[Dataset entries]
━━━━━━━━━━

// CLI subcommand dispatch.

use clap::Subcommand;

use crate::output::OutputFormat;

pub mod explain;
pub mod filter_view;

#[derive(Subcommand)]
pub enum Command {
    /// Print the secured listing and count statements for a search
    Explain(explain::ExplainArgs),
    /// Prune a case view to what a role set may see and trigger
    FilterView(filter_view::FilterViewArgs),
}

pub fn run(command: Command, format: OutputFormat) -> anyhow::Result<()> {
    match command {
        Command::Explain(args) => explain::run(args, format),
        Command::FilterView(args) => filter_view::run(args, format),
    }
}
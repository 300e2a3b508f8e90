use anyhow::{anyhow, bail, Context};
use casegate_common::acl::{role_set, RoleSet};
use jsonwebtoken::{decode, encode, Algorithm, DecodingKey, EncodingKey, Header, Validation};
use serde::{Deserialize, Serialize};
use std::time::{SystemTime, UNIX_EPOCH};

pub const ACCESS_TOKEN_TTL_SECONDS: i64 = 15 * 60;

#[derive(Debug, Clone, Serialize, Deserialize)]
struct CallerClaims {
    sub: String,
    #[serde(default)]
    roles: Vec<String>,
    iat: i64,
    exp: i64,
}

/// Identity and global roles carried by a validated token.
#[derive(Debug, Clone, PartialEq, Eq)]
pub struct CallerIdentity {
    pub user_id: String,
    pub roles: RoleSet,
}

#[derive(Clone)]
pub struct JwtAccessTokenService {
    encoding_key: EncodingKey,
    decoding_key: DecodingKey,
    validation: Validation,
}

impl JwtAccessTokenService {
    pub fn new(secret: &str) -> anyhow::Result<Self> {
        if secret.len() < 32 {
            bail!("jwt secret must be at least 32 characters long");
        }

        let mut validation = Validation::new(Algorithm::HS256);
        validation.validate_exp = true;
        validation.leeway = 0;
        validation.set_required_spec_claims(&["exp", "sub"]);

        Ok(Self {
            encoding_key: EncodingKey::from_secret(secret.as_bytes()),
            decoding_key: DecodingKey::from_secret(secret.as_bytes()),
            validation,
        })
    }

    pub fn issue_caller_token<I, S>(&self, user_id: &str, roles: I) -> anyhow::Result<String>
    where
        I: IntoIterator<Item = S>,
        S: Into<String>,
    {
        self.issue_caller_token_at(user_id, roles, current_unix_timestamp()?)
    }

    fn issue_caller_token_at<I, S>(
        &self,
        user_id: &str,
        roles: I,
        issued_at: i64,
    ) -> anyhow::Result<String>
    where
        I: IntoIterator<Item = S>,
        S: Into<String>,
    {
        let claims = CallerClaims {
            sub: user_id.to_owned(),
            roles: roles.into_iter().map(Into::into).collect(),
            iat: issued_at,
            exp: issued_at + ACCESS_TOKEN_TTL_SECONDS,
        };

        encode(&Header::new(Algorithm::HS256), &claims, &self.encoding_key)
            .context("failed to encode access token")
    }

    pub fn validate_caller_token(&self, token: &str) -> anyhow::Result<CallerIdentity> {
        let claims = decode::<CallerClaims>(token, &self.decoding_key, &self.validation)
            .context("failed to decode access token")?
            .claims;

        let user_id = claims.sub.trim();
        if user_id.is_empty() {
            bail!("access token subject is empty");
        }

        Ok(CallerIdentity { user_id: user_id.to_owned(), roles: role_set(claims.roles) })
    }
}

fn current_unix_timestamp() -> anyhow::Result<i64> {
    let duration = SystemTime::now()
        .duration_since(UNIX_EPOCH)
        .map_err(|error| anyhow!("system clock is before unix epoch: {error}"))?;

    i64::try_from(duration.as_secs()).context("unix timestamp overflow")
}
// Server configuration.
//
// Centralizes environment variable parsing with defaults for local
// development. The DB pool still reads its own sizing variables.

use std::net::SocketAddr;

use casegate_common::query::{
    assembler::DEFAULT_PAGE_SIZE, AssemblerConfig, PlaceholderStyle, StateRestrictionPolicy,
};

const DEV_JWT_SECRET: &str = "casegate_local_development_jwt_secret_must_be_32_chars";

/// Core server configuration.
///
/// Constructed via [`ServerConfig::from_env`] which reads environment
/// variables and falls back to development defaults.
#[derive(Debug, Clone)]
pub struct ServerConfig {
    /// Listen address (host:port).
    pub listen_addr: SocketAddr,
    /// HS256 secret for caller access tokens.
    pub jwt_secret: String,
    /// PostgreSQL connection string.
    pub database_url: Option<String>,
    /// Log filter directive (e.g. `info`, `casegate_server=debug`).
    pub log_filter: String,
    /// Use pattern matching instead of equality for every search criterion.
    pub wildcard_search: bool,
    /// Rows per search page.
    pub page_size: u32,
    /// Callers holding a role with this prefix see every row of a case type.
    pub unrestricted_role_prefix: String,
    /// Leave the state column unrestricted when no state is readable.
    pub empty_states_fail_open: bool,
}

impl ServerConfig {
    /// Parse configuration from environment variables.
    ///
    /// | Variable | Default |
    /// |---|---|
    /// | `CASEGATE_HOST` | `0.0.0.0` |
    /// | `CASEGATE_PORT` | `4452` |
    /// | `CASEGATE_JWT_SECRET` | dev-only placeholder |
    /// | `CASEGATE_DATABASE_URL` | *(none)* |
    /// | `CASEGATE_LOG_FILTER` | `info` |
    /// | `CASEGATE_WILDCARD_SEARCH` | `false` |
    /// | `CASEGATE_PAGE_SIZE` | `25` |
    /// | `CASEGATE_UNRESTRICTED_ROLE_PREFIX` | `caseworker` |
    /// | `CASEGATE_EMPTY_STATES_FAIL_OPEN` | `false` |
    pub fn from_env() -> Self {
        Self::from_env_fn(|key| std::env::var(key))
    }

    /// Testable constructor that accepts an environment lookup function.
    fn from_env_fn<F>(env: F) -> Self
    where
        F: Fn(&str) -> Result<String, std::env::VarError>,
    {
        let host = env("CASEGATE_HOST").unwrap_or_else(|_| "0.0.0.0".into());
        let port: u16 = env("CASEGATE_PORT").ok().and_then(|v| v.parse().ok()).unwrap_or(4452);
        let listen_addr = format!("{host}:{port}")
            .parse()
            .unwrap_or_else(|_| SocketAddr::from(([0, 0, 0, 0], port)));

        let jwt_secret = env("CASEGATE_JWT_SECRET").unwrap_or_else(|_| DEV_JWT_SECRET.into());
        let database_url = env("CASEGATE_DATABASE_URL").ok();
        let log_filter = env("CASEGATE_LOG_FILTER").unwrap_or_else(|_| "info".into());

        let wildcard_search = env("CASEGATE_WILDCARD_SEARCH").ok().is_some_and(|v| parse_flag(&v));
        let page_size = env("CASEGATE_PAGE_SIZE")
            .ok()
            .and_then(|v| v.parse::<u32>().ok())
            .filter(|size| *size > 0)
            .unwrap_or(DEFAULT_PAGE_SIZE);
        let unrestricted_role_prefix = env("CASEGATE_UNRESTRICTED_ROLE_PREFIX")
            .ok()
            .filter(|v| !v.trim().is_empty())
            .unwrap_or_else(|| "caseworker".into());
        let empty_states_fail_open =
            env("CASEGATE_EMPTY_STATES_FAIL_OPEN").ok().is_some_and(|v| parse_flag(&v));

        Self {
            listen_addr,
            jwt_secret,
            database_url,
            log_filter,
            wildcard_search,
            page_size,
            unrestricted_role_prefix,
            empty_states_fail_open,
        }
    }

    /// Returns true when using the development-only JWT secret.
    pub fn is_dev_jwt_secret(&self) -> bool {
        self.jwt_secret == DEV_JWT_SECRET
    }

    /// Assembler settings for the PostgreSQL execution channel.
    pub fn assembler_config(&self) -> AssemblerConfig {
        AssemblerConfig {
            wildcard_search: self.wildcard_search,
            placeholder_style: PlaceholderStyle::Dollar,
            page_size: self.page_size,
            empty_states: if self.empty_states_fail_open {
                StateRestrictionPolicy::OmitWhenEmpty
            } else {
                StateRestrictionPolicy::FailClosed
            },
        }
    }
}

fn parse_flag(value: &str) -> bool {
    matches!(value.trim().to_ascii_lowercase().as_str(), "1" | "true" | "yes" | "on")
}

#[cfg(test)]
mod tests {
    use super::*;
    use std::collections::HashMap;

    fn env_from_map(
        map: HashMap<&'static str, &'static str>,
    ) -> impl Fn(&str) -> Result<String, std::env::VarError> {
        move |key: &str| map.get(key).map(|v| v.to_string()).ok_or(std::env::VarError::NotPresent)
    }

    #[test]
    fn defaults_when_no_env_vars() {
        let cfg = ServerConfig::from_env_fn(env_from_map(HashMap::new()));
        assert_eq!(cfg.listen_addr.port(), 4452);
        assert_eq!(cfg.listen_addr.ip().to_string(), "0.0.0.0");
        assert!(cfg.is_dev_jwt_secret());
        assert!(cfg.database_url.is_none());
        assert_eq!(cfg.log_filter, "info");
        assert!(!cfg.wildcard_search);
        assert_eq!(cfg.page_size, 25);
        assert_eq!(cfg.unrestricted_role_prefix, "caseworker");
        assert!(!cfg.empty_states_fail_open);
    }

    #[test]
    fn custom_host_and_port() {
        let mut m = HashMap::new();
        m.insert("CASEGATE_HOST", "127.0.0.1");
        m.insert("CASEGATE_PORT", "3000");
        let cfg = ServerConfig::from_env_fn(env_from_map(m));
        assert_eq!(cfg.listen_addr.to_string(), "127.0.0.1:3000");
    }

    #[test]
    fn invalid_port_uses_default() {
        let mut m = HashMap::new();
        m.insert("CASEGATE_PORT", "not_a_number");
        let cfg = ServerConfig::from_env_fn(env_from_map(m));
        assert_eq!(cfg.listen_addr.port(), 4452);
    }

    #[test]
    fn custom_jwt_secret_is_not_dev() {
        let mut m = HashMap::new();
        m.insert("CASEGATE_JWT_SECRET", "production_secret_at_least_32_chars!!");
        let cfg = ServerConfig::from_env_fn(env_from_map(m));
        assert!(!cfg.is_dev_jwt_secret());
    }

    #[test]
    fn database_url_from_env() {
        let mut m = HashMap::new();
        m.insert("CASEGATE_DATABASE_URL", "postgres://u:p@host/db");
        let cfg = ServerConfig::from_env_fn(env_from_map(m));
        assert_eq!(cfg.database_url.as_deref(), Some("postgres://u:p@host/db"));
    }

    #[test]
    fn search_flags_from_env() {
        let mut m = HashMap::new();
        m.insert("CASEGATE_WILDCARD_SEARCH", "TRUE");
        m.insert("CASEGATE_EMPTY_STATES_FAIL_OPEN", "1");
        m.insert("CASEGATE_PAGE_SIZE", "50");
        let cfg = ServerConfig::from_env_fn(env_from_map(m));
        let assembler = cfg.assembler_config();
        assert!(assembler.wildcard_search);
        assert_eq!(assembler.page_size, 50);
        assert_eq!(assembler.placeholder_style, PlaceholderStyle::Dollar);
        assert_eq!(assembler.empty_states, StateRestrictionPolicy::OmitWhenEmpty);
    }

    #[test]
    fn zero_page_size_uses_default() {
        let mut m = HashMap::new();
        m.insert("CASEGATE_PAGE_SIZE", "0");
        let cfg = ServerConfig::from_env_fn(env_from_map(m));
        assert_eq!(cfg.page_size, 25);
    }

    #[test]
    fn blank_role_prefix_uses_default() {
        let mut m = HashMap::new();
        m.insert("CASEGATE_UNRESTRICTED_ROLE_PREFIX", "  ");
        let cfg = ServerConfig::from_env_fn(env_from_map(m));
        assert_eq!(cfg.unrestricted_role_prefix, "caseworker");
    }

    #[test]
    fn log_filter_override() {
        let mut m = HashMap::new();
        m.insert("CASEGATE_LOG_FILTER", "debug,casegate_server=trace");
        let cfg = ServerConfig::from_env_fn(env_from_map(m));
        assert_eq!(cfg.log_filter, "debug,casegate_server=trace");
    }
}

━━━━━━━━━━

### EXERCISE GOAL
Please state only the number of lines above that hold the string "info".

### WRITTEN SOLUTION
4